If I didn't think you were trolling for (You)s, id tell you go kill yourself somewhere far away in a secluded area far from human habitation and at least do something good with your life for once. But since you're just an ignorant stupid troll being a little shit on the internet for lulz, go fuck off.

None of them. None of them know I'm suicidal either. They look at Veeky Forums greentexts on Tumblr but they refuse to go on this site far as I know.

>having basic human empathy
>must be reddit, haha see how edgy i am guys
There's a time and a place, user, even if OP happens to be an elaborate troll.

There are a few of us trying to give him a rad death by fighting a bear

>There's a time and a place
The place is reddit

>I already am. Hate eveyone and everything. I hate Jews black whites women families, i hate every state in America.
No no no. I mean yes, hate is important but that's not cynicism. Hate is a motivation.

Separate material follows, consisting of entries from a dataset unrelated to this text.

//! Local sandbox backend
//!
//! Each sandbox is a directory `{root}/{sandbox_id}`. Commands run through
//! `/bin/sh -c` inside that directory with stdout/stderr streamed line by
//! line, and file paths are confined to it. Useful for development and for
//! running the whole workflow without a remote sandbox service.

use std::path::{Component, Path, PathBuf};
use std::process::Stdio;
use std::time::Duration;

use async_trait::async_trait;
use tokio::io::{AsyncBufReadExt, AsyncRead, BufReader};
use tokio::process::Command;
use tokio::sync::mpsc;
use tokio::time::timeout;
use tracing::{debug, info, warn};
use uuid::Uuid;

use super::{CommandOutput, OutputChunk, Sandbox, SandboxError, SandboxProvider};

/// Provisions directory-backed sandboxes
#[derive(Debug, Clone)]
pub struct LocalSandboxProvider {
    root: PathBuf,
    /// Directory holding one sub-directory per template, copied on create
    templates_dir: Option<PathBuf>,
    command_timeout: Duration,
}

impl LocalSandboxProvider {
    pub fn new(root: impl Into<PathBuf>, command_timeout: Duration) -> Self {
        Self {
            root: root.into(),
            templates_dir: None,
            command_timeout,
        }
    }

    /// Seed new sandboxes from `{templates_dir}/{template_id}` when it exists
    pub fn with_templates(mut self, templates_dir: impl Into<PathBuf>) -> Self {
        self.templates_dir = Some(templates_dir.into());
        self
    }

    fn sandbox_dir(&self, sandbox_id: &str) -> Result<PathBuf, SandboxError> {
        let mut components = Path::new(sandbox_id).components();
        match (components.next(), components.next()) {
            (Some(Component::Normal(_)), None) => Ok(self.root.join(sandbox_id)),
            _ => Err(SandboxError::UnknownSandbox(sandbox_id.to_string())),
        }
    }
}

#[async_trait]
impl SandboxProvider for LocalSandboxProvider {
    async fn create(&self, template_id: &str) -> Result<String, SandboxError> {
        let sandbox_id = format!("sbx-{}", Uuid::now_v7().simple());
        let dir = self.sandbox_dir(&sandbox_id)?;
        tokio::fs::create_dir_all(&dir).await?;

        if let Some(templates) = &self.templates_dir {
            let template = templates.join(template_id);
            if template.is_dir() {
                let dest = dir.clone();
                tokio::task::spawn_blocking(move || copy_dir(&template, &dest))
                    .await
                    .map_err(|e| SandboxError::Io(std::io::Error::new(std::io::ErrorKind::Other, e)))??;
            } else {
                debug!(template_id, "Template directory not found, starting empty");
            }
        }

        info!(sandbox_id = %sandbox_id, template_id, "Local sandbox created");
        Ok(sandbox_id)
    }

    async fn connect(&self, sandbox_id: &str) -> Result<Box<dyn Sandbox>, SandboxError> {
        let dir = self.sandbox_dir(sandbox_id)?;
        if !dir.is_dir() {
            return Err(SandboxError::UnknownSandbox(sandbox_id.to_string()));
        }
        Ok(Box::new(LocalSandbox {
            id: sandbox_id.to_string(),
            dir,
            command_timeout: self.command_timeout,
        }))
    }
}

/// A connected directory-backed sandbox
#[derive(Debug)]
pub struct LocalSandbox {
    id: String,
    dir: PathBuf,
    command_timeout: Duration,
}

impl LocalSandbox {
    pub fn dir(&self) -> &Path {
        &self.dir
    }

    /// Map a sandbox path onto the host, rejecting anything outside the root.
    /// Absolute paths are taken relative to the sandbox root.
    fn resolve(&self, path: &str) -> Result<PathBuf, SandboxError> {
        let mut resolved = self.dir.clone();
        let mut pushed = false;
        for component in Path::new(path).components() {
            match component {
                Component::Normal(part) => {
                    resolved.push(part);
                    pushed = true;
                }
                Component::RootDir | Component::CurDir => {}
                Component::ParentDir | Component::Prefix(_) => {
                    return Err(SandboxError::InvalidPath(path.to_string()));
                }
            }
        }
        if !pushed {
            return Err(SandboxError::InvalidPath(path.to_string()));
        }
        Ok(resolved)
    }
}

#[async_trait]
impl Sandbox for LocalSandbox {
    fn id(&self) -> &str {
        &self.id
    }

    async fn run_command(
        &self,
        command: &str,
        on_output: &mut (dyn FnMut(OutputChunk) + Send),
    ) -> Result<CommandOutput, SandboxError> {
        debug!(sandbox_id = %self.id, command, "Running command");

        let mut child = Command::new("/bin/sh")
            .arg("-c")
            .arg(command)
            .current_dir(&self.dir)
            .stdin(Stdio::null())
            .stdout(Stdio::piped())
            .stderr(Stdio::piped())
            .kill_on_drop(true)
            .spawn()?;

        let stdout = child
            .stdout
            .take()
            .ok_or_else(|| SandboxError::Transport("stdout was not captured".to_string()))?;
        let stderr = child
            .stderr
            .take()
            .ok_or_else(|| SandboxError::Transport("stderr was not captured".to_string()))?;

        let (tx, mut rx) = mpsc::channel(100);
        tokio::spawn(forward_lines(stdout, tx.clone(), OutputChunk::Stdout));
        tokio::spawn(forward_lines(stderr, tx, OutputChunk::Stderr));

        let mut output = CommandOutput::default();
        let collect = async {
            while let Some(chunk) = rx.recv().await {
                match &chunk {
                    OutputChunk::Stdout(s) => output.stdout.push_str(s),
                    OutputChunk::Stderr(s) => output.stderr.push_str(s),
                }
                on_output(chunk);
            }
            child.wait().await
        };

        let status = match timeout(self.command_timeout, collect).await {
            Ok(status) => status?,
            Err(_) => {
                let _ = child.kill().await;
                return Err(SandboxError::Timeout(self.command_timeout));
            }
        };

        output.exit_code = status.code().unwrap_or(-1);
        if output.exit_code != 0 {
            return Err(SandboxError::CommandExit {
                exit_code: output.exit_code,
            });
        }
        Ok(output)
    }

    async fn write_file(&self, path: &str, content: &str) -> Result<(), SandboxError> {
        let target = self.resolve(path)?;
        if let Some(parent) = target.parent() {
            tokio::fs::create_dir_all(parent).await?;
        }
        tokio::fs::write(&target, content).await?;
        Ok(())
    }

    async fn read_file(&self, path: &str) -> Result<String, SandboxError> {
        let target = self.resolve(path)?;
        match tokio::fs::read_to_string(&target).await {
            Ok(content) => Ok(content),
            Err(e) if e.kind() == std::io::ErrorKind::NotFound => {
                Err(SandboxError::NotFound(path.to_string()))
            }
            Err(e) => Err(e.into()),
        }
    }

    async fn exposed_host(&self, port: u16) -> Result<String, SandboxError> {
        Ok(format!("localhost:{}", port))
    }
}

/// Forward each line read from `reader` as an output chunk.
///
/// Bytes that are not valid UTF-8 are replaced, and reading continues until
/// EOF. Only an I/O error stops the stream early.
async fn forward_lines<R>(reader: R, tx: mpsc::Sender<OutputChunk>, wrap: fn(String) -> OutputChunk)
where
    R: AsyncRead + Unpin,
{
    let mut reader = BufReader::new(reader);
    let mut buf = Vec::new();
    loop {
        buf.clear();
        match reader.read_until(b'\n', &mut buf).await {
            Ok(0) => break,
            Ok(_) => {
                let mut line = String::from_utf8_lossy(&buf).into_owned();
                if !line.ends_with('\n') {
                    line.push('\n');
                }
                if tx.send(wrap(line)).await.is_err() {
                    break;
                }
            }
            Err(e) => {
                warn!(error = %e, "Failed to read command output");
                break;
            }
        }
    }
}

/// Recursively copy a template directory into a fresh sandbox
fn copy_dir(from: &Path, to: &Path) -> std::io::Result<()> {
    std::fs::create_dir_all(to)?;
    for entry in std::fs::read_dir(from)? {
        let entry = entry?;
        let dest = to.join(entry.file_name());
        if entry.file_type()?.is_dir() {
            copy_dir(&entry.path(), &dest)?;
        } else {
            std::fs::copy(entry.path(), dest)?;
        }
    }
    Ok(())
}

Cynicism is the safety rope.

Killing yourself is probably a bad idea. Especially during a session.

The thing is, most people have afwully inflated senses of self-worth and entitlement. You're not a CEO running a marathon every week for fun who is also an olympic athlete? Well, what makes you think you should have something special in life?

Live your life, that's it. Many people do, it's not hard. It's only our media that has fed our people that they have to have a perfect life with the perfect wife that they think they're somehow not up the snuff.

Protip: people have done it through the ages; this is why statistically about 40% of husbands are the fathers of their 'own' children, but the world still went on. And has continued to go on to this day.

Yeah so I'll end up killing myself anyway, except I'll feel even worse before I die. Great pitch. Youre not wrong, but any pull that fucks with your head, I don't want it. It won't fix anything.

You could always try it and then kill yourself if it doesn't work

Id lose. Being killed by a bear is unimaginably painful.

I do have a low opinion of nearly everyone, the hate is the only thing that makes me feel alive. I spent half an hour at work thinking hateful thoughts about my co-worker for no reason.

could you dump your world-building notes before you off yourself

This guy's got the idea.

Have you considered joining an Alt-right group? Their hate is pretty much all that gives them purpose too. Maybe get a cute Natzi GF.

I could try eating more vegetables too. And kill myself if that doesn't work. Mainlining cortisol or serotonin or whatever the fuck it is, doesn't solve anything. I'd rather soak myself in gas and kill myself in a well- cleared dirt patch in the woods and leave a will making it illegal for them to have a funeral and instead spend my money on a vacation or some shit. And maybe some new gamingbooks for my friends to find a new gamemaster.

>Id lose.
Well that is the point of that death. Suicide by bear doesn't work if you win, that just gives you medical bills.

Nah man, then you bleed out in the forest searching for another opponent.
That bear wasn't strong enough.

Oh look, one of those fags who thinks that all of Veeky Forums is /b/.

Or more recently, one of those fags who thinks that all of Veeky Forums is /pol/.

Edgy newfag fucks either way.

cynicism isn't about having low opinions of others. It's about thinking that noone will ever do anything for love, peace, and all the other bullshits. You can use that as a base and then observe others what do they do and how they are little shits or just really good at lying or manipulative bastards etc.
Anyway if they do this to you, you won't be surprised.
Hate is there to motivate you. The other guy is a fuckwit? Well better show him how much of a shit nodule he is. that's the fuel you have to burn to achieve things.

OP please you CANNOT go out on a low note for your campaign. Make the best fucking adventure that your players have ever seen. If it isn't life changing for each of them, then you can't end the campaign yet! Anyways, finish the campaign on a high note that everyone is completely satisfied with THEN kill yourself that night after everyone is gone. They'll remember the life changing time they spent with you always, and they'll probably look back on it fondly. If die mid game, you will ruin tabletop games for them forever. Do it for your party man!